**ACTIVITY:**
Filter the listing below, keeping only the lines with the word "warn".

━━━ DATA EXTRACTS ━━━

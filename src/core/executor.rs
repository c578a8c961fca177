//! GL-008: Recipe interpreter — the bake loop.
//!
//! Walks a resolved [`Program`] over a dish:
//! cancel check → skip disabled → substitute registers → flow control or
//! `get(input_type)` → `run` → `set(output_type)` → trace → advance.
//!
//! Fork/Merge run on an explicit stack of [`ForkFrame`]s rather than
//! recursion. Branches run one after another, and the jump budget and
//! cancellation cover every branch of every nested fork.

use super::dish::{Decoding, Dish};
use super::errors::{InterpreterConfigError, OperationError, RecipeError, StepError};
use super::flow::{self, FlowControl};
use super::recipe::RecipeFile;
use super::resolver::{self, JumpTarget, Program, ResolvedStep};
use super::types::{Bake, DishValue, HaltReason, RunEvent, RunResult};
use crate::operations::{Action, Args, Registry, RunContext};
use crate::trace::{eventlog, hasher};
use std::collections::VecDeque;
use std::path::Path;
use std::time::Instant;

/// Configuration for a bake run.
pub struct BakeConfig<'a> {
    pub program: &'a Program,
    pub context: RunContext,
    /// Append JSONL run events here when set.
    pub trace_path: Option<&'a Path>,
}

/// An open Fork: the branches still to run and the outputs collected so far.
#[derive(Debug)]
struct ForkFrame {
    fork: usize,
    /// First step index past the branch region (the Merge, or the recipe length).
    end: usize,
    join: String,
    ignore_errors: bool,
    pending: VecDeque<String>,
    outputs: Vec<String>,
    /// Registers at the Fork point; every branch starts from these.
    snapshot: Vec<String>,
}

/// What the program counter does after a step.
enum Next {
    Advance,
    Goto(usize),
    Return,
}

/// How the loop stopped.
enum Stop {
    Halted(HaltReason, RunResult),
    Cancelled,
}

struct Interpreter<'a> {
    program: &'a Program,
    ctx: RunContext,
    run_id: String,
    trace_path: Option<&'a Path>,
    pc: usize,
    dish: Dish,
    registers: Vec<String>,
    frames: Vec<ForkFrame>,
    jumps: u32,
    steps_executed: u32,
}

/// Resolve and bake a recipe in one call.
///
/// Returns `Err` when the recipe cannot start, `Ok(None)` when the run was
/// cancelled.
pub async fn bake_recipe(
    recipe: &RecipeFile,
    registry: &Registry,
    input: Dish,
    context: RunContext,
) -> Result<Option<Bake>, RecipeError> {
    let program = resolver::resolve(recipe, registry)?;
    let cfg = BakeConfig {
        program: &program,
        context,
        trace_path: None,
    };
    Ok(bake(&cfg, input).await)
}

/// Execute a program over an input dish.
///
/// Returns `None` if the run was cancelled; otherwise exactly one
/// [`RunResult`] wrapped in a [`Bake`] report.
pub async fn bake(cfg: &BakeConfig<'_>, input: Dish) -> Option<Bake> {
    let start = Instant::now();
    let program = cfg.program;

    let mut ctx = cfg.context.clone();
    if program.policy.strict_utf8 {
        ctx.decoding.strict = true;
    }

    let mut interp = Interpreter {
        program,
        ctx,
        run_id: eventlog::generate_run_id(),
        trace_path: cfg.trace_path,
        pc: 0,
        dish: input,
        registers: Vec::new(),
        frames: Vec::new(),
        jumps: 0,
        steps_executed: 0,
    };

    tracing::info!(
        run_id = %interp.run_id,
        recipe = %program.name,
        steps = program.len(),
        recipe_hash = hasher::short(&program.recipe_hash),
        input_type = %interp.dish.dish_type(),
        "bake started"
    );
    interp.record(|run_id, dish| RunEvent::RunStarted {
        run_id,
        recipe: program.name.clone(),
        steps: program.len(),
        recipe_hash: program.recipe_hash.clone(),
        input_type: dish.dish_type(),
        input_hash: hasher::hash_dish(dish),
        galley_version: env!("CARGO_PKG_VERSION").to_string(),
    });

    let (halt, result) = match interp.run().await {
        Stop::Cancelled => {
            tracing::info!(run_id = %interp.run_id, "bake cancelled");
            return None;
        }
        Stop::Halted(halt, result) => (halt, result),
    };

    let duration = start.elapsed();
    tracing::info!(
        run_id = %interp.run_id,
        halt = %halt,
        steps = interp.steps_executed,
        jumps = interp.jumps,
        seconds = duration.as_secs_f64(),
        "bake finished"
    );
    let (steps_executed, jumps) = (interp.steps_executed, interp.jumps);
    interp.record(|run_id, _| RunEvent::RunCompleted {
        run_id,
        halt,
        steps_executed,
        jumps,
        total_seconds: duration.as_secs_f64(),
    });

    Some(Bake {
        run_id: interp.run_id,
        result,
        halt,
        steps_executed,
        jumps,
        duration,
    })
}

impl<'a> Interpreter<'a> {
    async fn run(&mut self) -> Stop {
        let program = self.program;

        if let Some(input_type) = program.input_type {
            if let Err(e) = self.dish.convert(input_type, self.ctx.decoding) {
                return Stop::Halted(
                    HaltReason::Error,
                    RunResult::Error {
                        display_message: format!("input: {}", e),
                    },
                );
            }
        }

        loop {
            if self.ctx.is_cancelled() {
                return Stop::Cancelled;
            }

            if self.pc >= self.region_end() {
                if self.frames.is_empty() {
                    return Stop::Halted(HaltReason::Completed, RunResult::Value(self.take_value()));
                }
                self.finish_branch();
                continue;
            }

            let Some(step) = program.step(self.pc) else {
                return Stop::Halted(HaltReason::Completed, RunResult::Value(self.take_value()));
            };
            if step.disabled {
                tracing::trace!(step = step.index + 1, op = %step.op, "skipping disabled step");
                self.pc += 1;
                continue;
            }

            self.steps_executed += 1;
            let started = Instant::now();
            let outcome = self.dispatch(step).await;

            if self.ctx.is_cancelled() {
                return Stop::Cancelled;
            }

            match outcome {
                Ok(next) => {
                    tracing::debug!(
                        step = step.index + 1,
                        op = %step.op,
                        dish = %self.dish.dish_type(),
                        registers = self.registers.len(),
                        "step completed"
                    );
                    self.record_step(step, started);
                    match next {
                        Next::Advance => self.pc += 1,
                        Next::Goto(target) => self.pc = target,
                        Next::Return if self.frames.is_empty() => {
                            return Stop::Halted(HaltReason::Returned, RunResult::Value(self.take_value()));
                        }
                        Next::Return => self.pc = self.region_end(),
                    }
                }
                Err(err) => {
                    let message = format!("{} (step {}): {}", step.op, step.index + 1, err);
                    if let Some(depth) = self.absorbing_frame(&err) {
                        tracing::warn!(step = step.index + 1, op = %step.op, error = %err, "fork branch failed, continuing");
                        self.record_failure(step, &message, true);
                        self.frames.truncate(depth + 1);
                        self.dish = Dish::from_string(message);
                        self.pc = self.region_end();
                        continue;
                    }
                    tracing::debug!(step = step.index + 1, op = %step.op, error = %err, "step failed");
                    self.record_failure(step, &message, false);
                    return Stop::Halted(
                        HaltReason::Error,
                        RunResult::Error {
                            display_message: message,
                        },
                    );
                }
            }
        }
    }

    /// First step index past the current branch region.
    fn region_end(&self) -> usize {
        self.frames.last().map_or(self.program.len(), |f| f.end)
    }

    fn take_value(&mut self) -> DishValue {
        std::mem::replace(&mut self.dish, Dish::from_string("")).into_value()
    }

    /// Innermost fork that swallows `err` for its branch, if any.
    fn absorbing_frame(&self, err: &StepError) -> Option<usize> {
        if !err.is_recoverable() {
            return None;
        }
        self.frames.iter().rposition(|f| f.ignore_errors)
    }

    /// Close the running branch: start the next one or merge the fork.
    fn finish_branch(&mut self) {
        let output = branch_output(&self.dish);
        let Some(frame) = self.frames.last_mut() else {
            return;
        };
        frame.outputs.push(output);

        if let Some(piece) = frame.pending.pop_front() {
            self.pc = frame.fork + 1;
            self.dish = Dish::from_string(piece);
            self.registers = frame.snapshot.clone();
            return;
        }

        if let Some(frame) = self.frames.pop() {
            tracing::debug!(fork = frame.fork + 1, branches = frame.outputs.len(), "merging fork");
            self.dish = Dish::from_string(frame.outputs.join(&frame.join));
            self.registers = frame.snapshot;
            self.pc = self.after(frame.end);
        }
    }

    /// Step index following a region end (skips the Merge itself).
    fn after(&self, end: usize) -> usize {
        if end < self.program.len() {
            end + 1
        } else {
            end
        }
    }

    async fn dispatch(&mut self, step: &ResolvedStep) -> Result<Next, StepError> {
        let args = Args::new(resolver::resolve_args(&step.args, &self.registers));
        match &step.contract.action {
            Action::Flow(control) => self.flow_control(step, *control, &args),
            Action::Transform(op) => {
                let contract = &step.contract;
                if !contract.is_available_on(self.ctx.host) {
                    return Err(OperationError::Excluded {
                        op: contract.name.clone(),
                        host: self.ctx.host,
                    }
                    .into());
                }
                let input = self.dish.get_with(contract.input_type, self.ctx.decoding)?;
                let output = op.run(input, &args, &self.ctx).await?;
                self.dish.set(contract.output_type, output)?;
                Ok(Next::Advance)
            }
        }
    }

    fn flow_control(&mut self, step: &ResolvedStep, control: FlowControl, args: &Args) -> Result<Next, StepError> {
        match control {
            FlowControl::Label => Ok(Next::Advance),
            FlowControl::Merge => Ok(Next::Advance),
            FlowControl::Return => Ok(Next::Return),
            FlowControl::Fork => self.fork(step, args),
            FlowControl::Register => {
                let text = self.dish.get_string_with(self.ctx.decoding)?;
                let re = flow::register_regex(
                    args.string(0)?,
                    args.boolean(1)?,
                    args.boolean(2)?,
                    args.boolean(3)?,
                )
                .map_err(OperationError::new)?;
                let captured = flow::capture_groups(&re, &text, args.boolean(4)?);
                tracing::trace!(step = step.index + 1, captured = captured.len(), "registers captured");
                self.registers.extend(captured);
                Ok(Next::Advance)
            }
            FlowControl::Jump => self.jump(step, args.string(0)?, args.number(1)?),
            FlowControl::ConditionalJump => {
                let text = self.dish.get_string_with(self.ctx.decoding)?;
                let taken = flow::jump_condition(args.string(0)?, &text, args.boolean(1)?)
                    .map_err(OperationError::new)?;
                if taken {
                    self.jump(step, args.string(2)?, args.number(3)?)
                } else {
                    Ok(Next::Advance)
                }
            }
        }
    }

    fn fork(&mut self, step: &ResolvedStep, args: &Args) -> Result<Next, StepError> {
        let text = self.dish.get_string_with(self.ctx.decoding)?;
        let split = flow::unescape(args.string(0)?);
        let join = flow::unescape(args.string(1)?);
        let ignore_errors = args.boolean(2)?;
        let end = self.program.fork_end(step.index);

        let mut pending: VecDeque<String> = flow::split_pieces(&text, &split).into();
        tracing::debug!(step = step.index + 1, branches = pending.len(), "forking");

        let Some(first) = pending.pop_front() else {
            self.dish = Dish::from_string("");
            return Ok(Next::Goto(self.after(end)));
        };

        self.frames.push(ForkFrame {
            fork: step.index,
            end,
            join,
            ignore_errors,
            pending,
            outputs: Vec::new(),
            snapshot: self.registers.clone(),
        });
        self.dish = Dish::from_string(first);
        Ok(Next::Advance)
    }

    fn jump(&mut self, step: &ResolvedStep, label: &str, max_jumps: f64) -> Result<Next, StepError> {
        let target = match self.program.jump_target(step.index, label) {
            JumpTarget::Step(target) => target,
            JumpTarget::RegionEnd => self.region_end(),
            JumpTarget::Invalid => {
                tracing::warn!(step = step.index + 1, label, "jump target not reachable, ignoring");
                return Ok(Next::Advance);
            }
        };

        let max = max_jumps.max(0.0) as u32;
        if self.jumps >= max {
            return Err(InterpreterConfigError::JumpLimitExceeded {
                step: step.index,
                max,
            }
            .into());
        }
        self.jumps += 1;
        tracing::trace!(step = step.index + 1, target = target + 1, jumps = self.jumps, "jumping");
        Ok(Next::Goto(target))
    }

    // ------------------------------------------------------------------------
    // Trace
    // ------------------------------------------------------------------------

    fn record(&self, build: impl FnOnce(String, &Dish) -> RunEvent) {
        if let Some(path) = self.trace_path {
            let event = build(self.run_id.clone(), &self.dish);
            if let Err(e) = eventlog::append_event(path, event) {
                tracing::warn!(error = %e, "cannot write run trace");
            }
        }
    }

    fn record_step(&self, step: &ResolvedStep, started: Instant) {
        self.record(|run_id, dish| RunEvent::StepCompleted {
            run_id,
            step: step.index + 1,
            op: step.op.clone(),
            output_type: dish.dish_type(),
            duration_seconds: started.elapsed().as_secs_f64(),
            hash: hasher::hash_dish(dish),
        });
    }

    fn record_failure(&self, step: &ResolvedStep, message: &str, recovered: bool) {
        self.record(|run_id, _| RunEvent::StepFailed {
            run_id,
            step: step.index + 1,
            op: step.op.clone(),
            error: message.to_string(),
            recovered,
        });
    }
}

/// A finished branch's contribution to the merge.
fn branch_output(dish: &Dish) -> String {
    dish.get_string_with(Decoding::default())
        .unwrap_or_else(|_| dish.to_display_string())
}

━━━

**SOLUTION TO THIS EXERCISE:**
                        tracing::warn!(step = step.index + 1, op = %step.op, error = %err, "fork branch failed, continuing");
                tracing::warn!(step = step.index + 1, label, "jump target not reachable, ignoring");
                tracing::warn!(error = %e, "cannot write run trace");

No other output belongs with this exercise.